Though none of the paintings directly address the subject of his bomb attack, at least a few are playfully self-reflexive. A set of three figurative paintings, titled “David Preparing for Single Combat With Goliath,” features a three-quarter-length view of the biblical hero in figurative poses. In one painting, David clutches his right hand with his left, a gesture emphasized by the painting’s light-and-dark color scheme.

In a sense, the David paintings are perhaps an extension of Gelernter’s other career as a cultural critic. In his 1997 memoir, “Drawing Life: Surviving the Unabomber,” he alternated the account of his recovery with a wistful rumination on the decline of American civilization. “The blast that injured me was a re-enactment of a far bigger one a generation earlier, which destroyed something basic in this society that has yet to be repaired,” he wrote, blaming feminism, political correctness, multiculturalists and the “intellectual elite” for all that is wrong with the country.

Several reviewers complained that these fulminations never develop into real arguments, thereby undercutting the power and originality of the author’s essayistic gifts. But none of this has slowed him down.
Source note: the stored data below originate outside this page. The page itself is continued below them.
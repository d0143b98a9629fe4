use std::future::{ready, Ready};

use actix_web::{
    dev::{forward_ready, Service, ServiceRequest, ServiceResponse, Transform},
    Error,
};
use futures_util::future::LocalBoxFuture;

/// Writes one access line per request once the response status is known.
pub struct RequestLog;

impl<S, B> Transform<S, ServiceRequest> for RequestLog
where
    S: Service<ServiceRequest, Response = ServiceResponse<B>, Error = Error>,
    S::Future: 'static,
    B: 'static,
{
    type Response = ServiceResponse<B>;
    type Error = Error;
    type InitError = ();
    type Transform = RequestLogMiddleware<S>;
    type Future = Ready<Result<Self::Transform, Self::InitError>>;

    fn new_transform(&self, service: S) -> Self::Future {
        ready(Ok(RequestLogMiddleware { service }))
    }
}

pub struct RequestLogMiddleware<S> {
    service: S,
}

struct AccessEntry {
    addr: String,
    method: String,
    scheme: String,
    path: String,
}

impl AccessEntry {
    fn from_request(req: &ServiceRequest) -> Self {
        let connection = req.connection_info();
        let path = req
            .uri()
            .path_and_query()
            .map(|path| path.as_str().to_string())
            .unwrap_or_else(|| req.path().to_string());

        Self {
            addr: connection.peer_addr().unwrap_or("-").to_string(),
            method: req.method().to_string(),
            scheme: connection.scheme().to_string(),
            path,
        }
    }
}

impl<S, B> Service<ServiceRequest> for RequestLogMiddleware<S>
where
    S: Service<ServiceRequest, Response = ServiceResponse<B>, Error = Error>,
    S::Future: 'static,
    B: 'static,
{
    type Response = ServiceResponse<B>;
    type Error = Error;
    type Future = LocalBoxFuture<'static, Result<Self::Response, Self::Error>>;

    forward_ready!(service);

    fn call(&self, req: ServiceRequest) -> Self::Future {
        let entry = AccessEntry::from_request(&req);
        let fut = self.service.call(req);

        Box::pin(async move {
            let res = fut.await?;
            tracing::info!(
                addr = %entry.addr,
                method = %entry.method,
                scheme = %entry.scheme,
                path = %entry.path,
                status = res.status().as_u16(),
                "Request handled"
            );
            Ok(res)
        })
    }
}
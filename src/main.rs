use anyhow::Context;
use is_it_down::configuration::get_configuration;
use is_it_down::startup::run;
use is_it_down::telemetry::{get_subscriber, init_subscriber, init_tracer, shutdown_tracer};
use std::net::TcpListener;

#[actix_web::main]
async fn main() -> anyhow::Result<()> {
    let settings = get_configuration().context("Failed to read configuration.")?;

    let tracer = if settings.tracing {
        Some(init_tracer(&settings.service_name).context("Failed to set up span exporter.")?)
    } else {
        None
    };

    let subscriber = get_subscriber(
        settings.service_name.clone(),
        settings.log_filter(),
        settings.log_span_events,
        tracer,
        std::io::stdout,
    );
    init_subscriber(subscriber)?;

    let address = settings.address();
    tracing::info!(
        service = %settings.service_name,
        timeout_secs = settings.checker.timeout_secs,
        tracing = settings.tracing,
        "Start server at {:?}",
        &address
    );
    let listener =
        TcpListener::bind(&address).with_context(|| format!("failed to bind to {}", address))?;

    let served = run(listener, settings)?.await;
    shutdown_tracer();
    served?;
    Ok(())
}
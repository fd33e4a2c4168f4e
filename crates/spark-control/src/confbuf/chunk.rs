use bytes::BytesMut;

/// 缓冲队列中的单个分块。
///
/// - `data` 的长度即分块当前容量：分配时零初始化，封存时截断为已提交长度；
/// - 封存后容量只减不增，且不再接受写入。
#[derive(Debug)]
pub(crate) struct Chunk {
    data: BytesMut,
    sealed: bool,
}

impl Chunk {
    pub(crate) fn with_capacity(capacity: usize) -> Self {
        Self {
            data: BytesMut::zeroed(capacity),
            sealed: false,
        }
    }

    pub(crate) fn capacity(&self) -> usize {
        self.data.len()
    }

    pub(crate) fn is_sealed(&self) -> bool {
        self.sealed
    }

    /// 将容量截断为 `len` 并封存；重复封存不会放大容量。
    pub(crate) fn seal(&mut self, len: usize) {
        debug_assert!(len <= self.data.len(), "封存长度不得超过当前容量");
        self.data.truncate(len);
        self.sealed = true;
    }

    pub(crate) fn region(&self, start: usize, len: usize) -> &[u8] {
        &self.data[start..start + len]
    }

    pub(crate) fn region_mut(&mut self, start: usize, len: usize) -> &mut [u8] {
        &mut self.data[start..start + len]
    }
}

#[cfg(test)]
mod tests {
    use super::*;

    #[test]
    fn seal_truncates_and_never_grows() {
        let mut chunk = Chunk::with_capacity(8);
        chunk.region_mut(0, 3).copy_from_slice(b"abc");
        chunk.seal(3);
        assert!(chunk.is_sealed());
        assert_eq!(chunk.capacity(), 3);
        assert_eq!(chunk.region(0, 3), b"abc");
        chunk.seal(3);
        assert_eq!(chunk.capacity(), 3);
    }
}
use std::io;

use crate::{error::ControlError, transfer::SliceSink};

use super::ConfBuf;

/// 解析器视角下的逐字节流。
///
/// # 教案式说明
/// - **意图 (Why)**：解析器只关心“下一个字节是什么、是否接受它”，不应感知分块边界；
/// - **逻辑 (How)**：`peek` 基于 `prepare_read(1)`，`consume` 基于 `consume_read(1)`，
///   分块切换与释放完全由 [`ConfBuf`] 处理；
/// - **契约 (What)**：
///   - 连续 `peek` 返回同一字节，直到 `consume` 成功；
///   - 没有待读字节时 `consume` 返回 [`ControlError::InvalidState`]；
///   - 适配器独占借用缓冲，生命周期内缓冲不会被其它路径修改。
#[derive(Debug)]
pub struct StreamAdapter<'a> {
    buffer: &'a mut ConfBuf,
    consumed: usize,
}

impl<'a> StreamAdapter<'a> {
    pub(crate) fn new(buffer: &'a mut ConfBuf) -> Self {
        Self {
            buffer,
            consumed: 0,
        }
    }

    /// 查看下一个未读字节，不推进游标。
    pub fn peek(&self) -> Option<u8> {
        self.buffer.prepare_read(1).first().copied()
    }

    /// 接受当前字节并推进一位。
    pub fn consume(&mut self) -> Result<(), ControlError> {
        if self.peek().is_none() {
            return Err(ControlError::invalid_state(
                "stream consume called with no pending byte",
            ));
        }
        self.buffer.consume_read(1)?;
        self.consumed += 1;
        Ok(())
    }

    /// `peek` + `consume` 的组合。
    pub fn next_byte(&mut self) -> Option<u8> {
        let byte = self.peek()?;
        self.consume().ok()?;
        Some(byte)
    }

    /// 尚未消费的字节数。
    pub fn remaining(&self) -> usize {
        self.buffer.readable_len()
    }

    /// 通过本适配器累计消费的字节数。
    pub fn consumed(&self) -> usize {
        self.consumed
    }
}

impl io::Read for StreamAdapter<'_> {
    fn read(&mut self, buf: &mut [u8]) -> io::Result<usize> {
        let mut sink = SliceSink::new(buf);
        let read = self.buffer.drain_into(&mut sink)?;
        self.consumed += read;
        Ok(read)
    }
}

#[cfg(test)]
mod tests {
    use std::io::Read;

    use crate::config::ConfBufConfig;

    use super::*;

    #[test]
    fn peek_is_stable_across_chunk_boundaries() {
        let mut buf = ConfBuf::new(ConfBufConfig::new(2, 4)).expect("合法配置");
        buf.put_slice(b"abcde").expect("写入三块");
        let mut stream = buf.stream();
        let mut seen = Vec::new();
        while let Some(byte) = stream.peek() {
            assert_eq!(stream.peek(), Some(byte), "重复 peek 不得推进");
            stream.consume().expect("存在待读字节");
            seen.push(byte);
        }
        assert_eq!(seen, b"abcde");
        assert_eq!(stream.consumed(), 5);
        assert!(stream.consume().is_err(), "读尽后 consume 属于状态错误");
        drop(stream);
        assert_eq!(buf.chunk_count(), 0);
    }

    #[test]
    fn read_impl_drains_buffer() {
        let mut buf = ConfBuf::default();
        buf.put_slice(b"hello world").expect("写入");
        let mut stream = buf.stream();
        assert_eq!(stream.next_byte(), Some(b'h'));
        let mut rest = String::new();
        stream.read_to_string(&mut rest).expect("内存读取不会失败");
        assert_eq!(rest, "ello world");
        assert_eq!(stream.remaining(), 0);
        assert_eq!(stream.consumed(), 11);
    }
}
“People say to me that I’m a professional computer scientist and an amateur writer and painter, but it’s really the opposite,” he said. “I don’t blame people for being suspicious. I’d be suspicious if someone wandered into my office from the physics department and said, ‘Let me show you my novel or my painting.’ But I’m willing to stand on my record.”

Paul Zakrzewski, who edited the anthology “Lost Tribe: Jewish Fiction From the Edge” (Perennial, 2003), is a writer and critic living in Boston.